Hospital compliance officers have been whipsawed recently over whether the HHS Centers for Medicare & Medicaid Services (CMS) forbids the texting of protected health information (PHI), even when it is secure.

But a new memorandum “clarifying” the issue now states when texting is allowed, giving some assurance to hospitals and other HIPAA covered entities (CE) whose providers rely on this speedy and ubiquitous communication method.

On Dec. 18, Report on Medicare Compliance, a sister publication to RPP, broke the news that officials within a division of CMS had sent emails to at least two hospitals saying that “texting is not permitted”—an edict they said was applicable even when secure text messaging programs are used.

The “hospital team” from CMS’s Survey & Certification Group cited concerns about privacy, security and the integrity of medical records as the reason for the ban, which effectively reversed CMS’s position that secure texting was allowed with one exception.

“After meeting with vendors regarding these products, it was determined they cannot always ensure the privacy and confidentiality of PHI…being transmitted. This resulted in the no texting determination,” CMS said in the Nov. 30 email obtained by RMC.

CMS seemed to make clear that texting was a no-no.

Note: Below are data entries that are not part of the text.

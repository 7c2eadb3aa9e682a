mod common;

use std::sync::Arc;

use axum::body::Body;
use axum::http::{header, Method, Request, StatusCode};
use admin_panel_backend::dto::quote_dto::{QuotePage, QuoteQuery};
use admin_panel_backend::export::ExportFile;
use admin_panel_backend::middlewares::session_gate::SessionGateState;
use admin_panel_backend::model::quote::{Quote, QuoteView};
use admin_panel_backend::model::quote_status::{QuoteStatus, StatusCounts};
use admin_panel_backend::router::quote_router::quote_router;
use admin_panel_backend::service::quote_service::QuoteService;
use admin_panel_backend::util::error::ServiceError;
use async_trait::async_trait;
use common::{admin_app, bearer, json_body, quotes};
use tower::ServiceExt;

fn seeded() -> Vec<admin_panel_backend::model::quote::Quote> {
    quotes(12, &[QuoteStatus::Pending, QuoteStatus::Approved])
}

fn get(uri: &str, token: &str) -> Request<Body> {
    Request::builder()
        .uri(uri)
        .header(header::AUTHORIZATION, bearer(token))
        .body(Body::empty())
        .unwrap()
}

fn put_status(id: &str, status: &str, token: &str) -> Request<Body> {
    Request::builder()
        .method(Method::PUT)
        .uri(format!("/quotes/{}/status", id))
        .header(header::AUTHORIZATION, bearer(token))
        .header(header::CONTENT_TYPE, "application/json")
        .body(Body::from(format!(r#"{{"status":"{}"}}"#, status)))
        .unwrap()
}

fn delete(uri: &str, token: &str) -> Request<Body> {
    Request::builder()
        .method(Method::DELETE)
        .uri(uri)
        .header(header::AUTHORIZATION, bearer(token))
        .body(Body::empty())
        .unwrap()
}

#[tokio::test]
async fn test_requests_without_session_are_sent_to_login() {
    let (router, _, _) = admin_app(seeded()).await;

    let res = router
        .clone()
        .oneshot(Request::builder().uri("/quotes").body(Body::empty()).unwrap())
        .await
        .unwrap();
    assert_eq!(res.status(), StatusCode::SEE_OTHER);
    assert_eq!(res.headers()[header::LOCATION], "/login");

    let res = router.oneshot(get("/quotes/stats", "not-a-jwt")).await.unwrap();
    assert_eq!(res.status(), StatusCode::SEE_OTHER);
}

#[tokio::test]
async fn test_health_needs_no_session() {
    let (router, _, _) = admin_app(Vec::new()).await;
    let res = router
        .oneshot(Request::builder().uri("/health").body(Body::empty()).unwrap())
        .await
        .unwrap();
    assert_eq!(res.status(), StatusCode::OK);
}

#[tokio::test]
async fn test_list_quotes_filters_and_pages() {
    let (router, _, token) = admin_app(seeded()).await;

    let res = router.clone().oneshot(get("/quotes", &token)).await.unwrap();
    assert_eq!(res.status(), StatusCode::OK);
    let body = json_body(res).await;
    assert_eq!(body["total"], 12);
    assert_eq!(body["total_pages"], 2);
    assert_eq!(body["quotes"].as_array().unwrap().len(), 10);
    assert_eq!(body["quotes"][0]["_id"], "q11");
    assert_eq!(body["quotes"][0]["total_amount"], 100.0);

    let res = router
        .clone()
        .oneshot(get("/quotes?status=approved&page=2", &token))
        .await
        .unwrap();
    let body = json_body(res).await;
    assert_eq!(body["total"], 6);
    assert_eq!(body["page"], 2);
    assert!(body["quotes"].as_array().unwrap().is_empty());

    let res = router.oneshot(get("/quotes?search=Q03%40EXAMPLE", &token)).await.unwrap();
    let body = json_body(res).await;
    assert_eq!(body["total"], 1);
    assert_eq!(body["quotes"][0]["_id"], "q03");
}

#[tokio::test]
async fn test_list_quotes_rejects_bad_parameters() {
    let (router, _, token) = admin_app(seeded()).await;
    for uri in [
        "/quotes?status=shipped",
        "/quotes?page=0",
        "/quotes?page=18446744073709551615",
        "/quotes?page=922337203685477581",
        "/quotes/export?page=18446744073709551615",
        "/quotes?date_start=2025-02-01&date_end=2025-01-01",
    ] {
        let res = router.clone().oneshot(get(uri, &token)).await.unwrap();
        assert_eq!(res.status(), StatusCode::BAD_REQUEST, "{}", uri);
    }
}

#[tokio::test]
async fn test_stats_cover_every_status() {
    let (router, _, token) = admin_app(seeded()).await;
    let body = json_body(router.oneshot(get("/quotes/stats", &token)).await.unwrap()).await;
    assert_eq!(body["pending"], 6);
    assert_eq!(body["approved"], 6);
    assert_eq!(body["on_delivery"], 0);
    assert_eq!(body["total"], 12);
}

#[tokio::test]
async fn test_status_update() {
    let (router, _, token) = admin_app(seeded()).await;

    let res = router.clone().oneshot(put_status("q00", "in_progress", &token)).await.unwrap();
    assert_eq!(res.status(), StatusCode::OK);
    let body = json_body(res).await;
    assert_eq!(body["status"], "in_progress");
    assert_eq!(body["quote"]["status"], "in_progress");

    let res = router.clone().oneshot(put_status("q00", "shipped", &token)).await.unwrap();
    assert_eq!(res.status(), StatusCode::BAD_REQUEST);

    let res = router.oneshot(put_status("missing", "approved", &token)).await.unwrap();
    assert_eq!(res.status(), StatusCode::NOT_FOUND);
}

#[tokio::test]
async fn test_delete_requires_confirm_flag() {
    let (router, services, token) = admin_app(seeded()).await;

    let res = router.clone().oneshot(delete("/quotes/q01", &token)).await.unwrap();
    assert_eq!(res.status(), StatusCode::BAD_REQUEST);
    assert!(services.quotes.get_quote("q01").await.is_ok());

    let res = router.clone().oneshot(delete("/quotes/q01?confirm=true", &token)).await.unwrap();
    assert_eq!(res.status(), StatusCode::OK);
    let body = json_body(res).await;
    assert_eq!(body["deleted"]["_id"], "q01");
    assert_eq!(body["counts"]["approved"], 5);

    let res = router.oneshot(delete("/quotes/q01?confirm=true", &token)).await.unwrap();
    assert_eq!(res.status(), StatusCode::NOT_FOUND);
}

#[tokio::test]
async fn test_export_is_a_zip_download() {
    let (router, _, token) = admin_app(seeded()).await;

    let res = router.clone().oneshot(get("/quotes/q02/export", &token)).await.unwrap();
    assert_eq!(res.status(), StatusCode::OK);
    assert_eq!(res.headers()[header::CONTENT_TYPE], "application/zip");
    let disposition = res.headers()[header::CONTENT_DISPOSITION].to_str().unwrap().to_string();
    assert!(disposition.starts_with("attachment; filename=\"Quote_q02_"));
    let bytes = axum::body::to_bytes(res.into_body(), usize::MAX).await.unwrap();
    assert_eq!(&bytes[..2], b"PK");

    let res = router.oneshot(get("/quotes/export?status=pending", &token)).await.unwrap();
    assert_eq!(res.status(), StatusCode::OK);
    let disposition = res.headers()[header::CONTENT_DISPOSITION].to_str().unwrap().to_string();
    assert!(disposition.contains("quotes_"));
}

#[tokio::test]
async fn test_unknown_paths_are_gated_too() {
    let (router, _, token) = admin_app(Vec::new()).await;

    let res = router
        .clone()
        .oneshot(Request::builder().uri("/no-such-page").body(Body::empty()).unwrap())
        .await
        .unwrap();
    assert_eq!(res.status(), StatusCode::SEE_OTHER);
    assert_eq!(res.headers()[header::LOCATION], "/login");

    let res = router.oneshot(get("/no-such-page", &token)).await.unwrap();
    assert_eq!(res.status(), StatusCode::NOT_FOUND);
}

/// Writes go through; every read after them fails.
struct ReadsDown(Arc<dyn QuoteService>);

fn reads_down() -> ServiceError {
    ServiceError::InternalError("replica unavailable".to_string())
}

#[async_trait]
impl QuoteService for ReadsDown {
    async fn list_quotes(&self, _query: QuoteQuery) -> Result<QuotePage, ServiceError> {
        Err(reads_down())
    }

    async fn get_quote(&self, _id: &str) -> Result<QuoteView, ServiceError> {
        Err(reads_down())
    }

    async fn update_quote_status(&self, id: &str, status: QuoteStatus) -> Result<(), ServiceError> {
        self.0.update_quote_status(id, status).await
    }

    async fn delete_quote(&self, id: &str) -> Result<Quote, ServiceError> {
        self.0.delete_quote(id).await
    }

    async fn status_counts(&self) -> Result<StatusCounts, ServiceError> {
        Err(reads_down())
    }

    async fn export_quote(&self, _id: &str) -> Result<ExportFile, ServiceError> {
        Err(reads_down())
    }

    async fn export_quotes(&self, _query: QuoteQuery) -> Result<ExportFile, ServiceError> {
        Err(reads_down())
    }
}

#[tokio::test]
async fn test_committed_writes_report_success_when_follow_up_reads_fail() {
    let (_, services, token) = admin_app(seeded()).await;
    let gate = Arc::new(SessionGateState {
        jwt_utils: services.jwt_utils.clone(),
        auth_service: services.auth.clone(),
        login_path: "/login".to_string(),
    });
    let router = quote_router(Arc::new(ReadsDown(services.quotes.clone())), gate);

    let res = router.clone().oneshot(put_status("q00", "approved", &token)).await.unwrap();
    assert_eq!(res.status(), StatusCode::OK);
    let body = json_body(res).await;
    assert_eq!(body["id"], "q00");
    assert_eq!(body["status"], "approved");
    assert!(body["quote"].is_null());

    let res = router.oneshot(delete("/quotes/q01?confirm=true", &token)).await.unwrap();
    assert_eq!(res.status(), StatusCode::OK);
    let body = json_body(res).await;
    assert_eq!(body["deleted"]["_id"], "q01");
    assert!(body["counts"].is_null());
    assert!(services.quotes.get_quote("q01").await.is_err());
}
use async_trait::async_trait;
use minio::s3::args::{BucketExistsArgs, MakeBucketArgs, PutObjectArgs};
use minio::s3::client::{Client, ClientBuilder};
use minio::s3::creds::StaticProvider;
use minio::s3::http::BaseUrl;
use std::io::Cursor;
use tracing::{debug, error, info, instrument, warn};

use crate::config::MinioConfig;
use crate::util::storage::{ObjectStorage, StorageError};

#[derive(Debug, Clone)]
pub struct MinioService {
    client: Client,
    pub config: MinioConfig,
}

impl MinioService {
    #[instrument(skip(config), fields(endpoint = %config.endpoint, bucket = %config.bucket_name))]
    pub async fn new(config: MinioConfig) -> Result<Self, StorageError> {
        info!("Initializing MinIO service");

        config.validate().map_err(|e| {
            error!("MinIO configuration validation failed: {}", e);
            StorageError::ConfigError(e.to_string())
        })?;

        let base_url = config.get_endpoint_url().parse::<BaseUrl>().map_err(|e| {
            error!("Failed to parse MinIO endpoint URL: {}", e);
            StorageError::ConnectionError(format!("Invalid endpoint URL: {}", e))
        })?;

        let static_provider = StaticProvider::new(&config.access_key, &config.secret_key, None);

        let client = ClientBuilder::new(base_url)
            .provider(Some(Box::new(static_provider)))
            .build()
            .map_err(|e| {
                error!("Failed to create MinIO client: {}", e);
                StorageError::ConnectionError(format!("Client creation failed: {}", e))
            })?;

        let service = Self { client, config };
        service.ensure_bucket_exists().await?;

        info!("MinIO service initialized successfully");
        Ok(service)
    }

    #[instrument(skip(self))]
    async fn ensure_bucket_exists(&self) -> Result<(), StorageError> {
        let bucket_exists_args = BucketExistsArgs::new(&self.config.bucket_name)
            .map_err(|e| StorageError::InvalidArguments(e.to_string()))?;

        let exists = self.client.bucket_exists(&bucket_exists_args).await.map_err(|e| {
            error!("Failed to check if bucket exists: {}", e);
            StorageError::OperationError(format!("Bucket exists check failed: {}", e))
        })?;

        if exists {
            debug!("Bucket '{}' already exists", self.config.bucket_name);
            return Ok(());
        }

        warn!("Bucket '{}' does not exist, creating it", self.config.bucket_name);
        let make_bucket_args = MakeBucketArgs::new(&self.config.bucket_name)
            .map_err(|e| StorageError::InvalidArguments(e.to_string()))?;

        self.client.make_bucket(&make_bucket_args).await.map_err(|e| {
            error!("Failed to create bucket '{}': {}", self.config.bucket_name, e);
            StorageError::OperationError(format!("Bucket creation failed: {}", e))
        })?;

        info!("Created bucket '{}'", self.config.bucket_name);
        Ok(())
    }
}

#[async_trait]
impl ObjectStorage for MinioService {
    #[instrument(skip(self, data), fields(object_name = %key, size = data.len()))]
    async fn put_object(&self, key: &str, data: Vec<u8>, content_type: &str) -> Result<(), StorageError> {
        let bucket_name = self.config.bucket_name.clone();
        let object_name = key.to_string();
        let client = self.client.clone();
        let content_type = content_type.to_string();

        // PutObjectArgs borrows a reader that is not Send, so the upload runs on a blocking thread
        tokio::task::spawn_blocking(move || {
            let mut reader = Cursor::new(data);
            let data_len = reader.get_ref().len();

            let mut args = PutObjectArgs::new(&bucket_name, &object_name, &mut reader, Some(data_len), None)
                .map_err(|e| StorageError::InvalidArguments(e.to_string()))?;
            args.content_type = &content_type;

            futures::executor::block_on(client.put_object(&mut args))
                .map_err(|e| StorageError::OperationError(format!("Upload failed: {}", e)))?;

            info!("Uploaded object '{}'", &object_name);
            Ok::<(), StorageError>(())
        })
        .await
        .map_err(|e| {
            error!("Failed to join blocking task for put_object: {}", e);
            StorageError::OperationError(format!("Join error: {}", e))
        })??;
        Ok(())
    }

    fn public_url(&self, key: &str) -> String {
        self.config.public_url(key)
    }
}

“At this time, CMS does not permit the use of texting. The receiving or sending phones may not always be secure and encrypted, the privacy of the patient and his/her personally identifiable information (PII) cannot be guaranteed, and the sender or receiver cannot always be identified potentially exposing PHI/PII. In addition, the information contained in the text messages would be required to be entered into the patient’s medical record and available for retrieval,” emails to the hospitals viewed by RMC said.